→ **Task instructions**:
Repeat the whole listing exactly.

—————

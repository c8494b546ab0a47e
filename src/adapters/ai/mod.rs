//! AI Provider Adapters.
//!
//! Implementations of the AIProvider port.
//!
//! ## Available Adapters
//!
//! - `MockAIProvider` - Configurable mock for testing
//! - `OpenAIProvider` - OpenAI Responses API with server-side conversation state

mod mock_provider;
mod openai_provider;

pub use mock_provider::{MockAIProvider, MockError, MockResponse, MOCK_MODEL};
pub use openai_provider::{OpenAIConfig, OpenAIProvider, DEFAULT_SUPPORTED_MODELS};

—————

→ **Answer box**:
repository c8494b546ab0a47e
filename src/adapters/ai/mod.rs
//! AI Provider Adapters.
//!
//! Implementations of the AIProvider port.
//!
//! ## Available Adapters
//!
//! - `MockAIProvider` - Configurable mock for testing
//! - `OpenAIProvider` - OpenAI Responses API with server-side conversation state

mod mock_provider;
mod openai_provider;

pub use mock_provider::{MockAIProvider, MockError, MockResponse, MOCK_MODEL};
pub use openai_provider::{OpenAIConfig, OpenAIProvider, DEFAULT_SUPPORTED_MODELS};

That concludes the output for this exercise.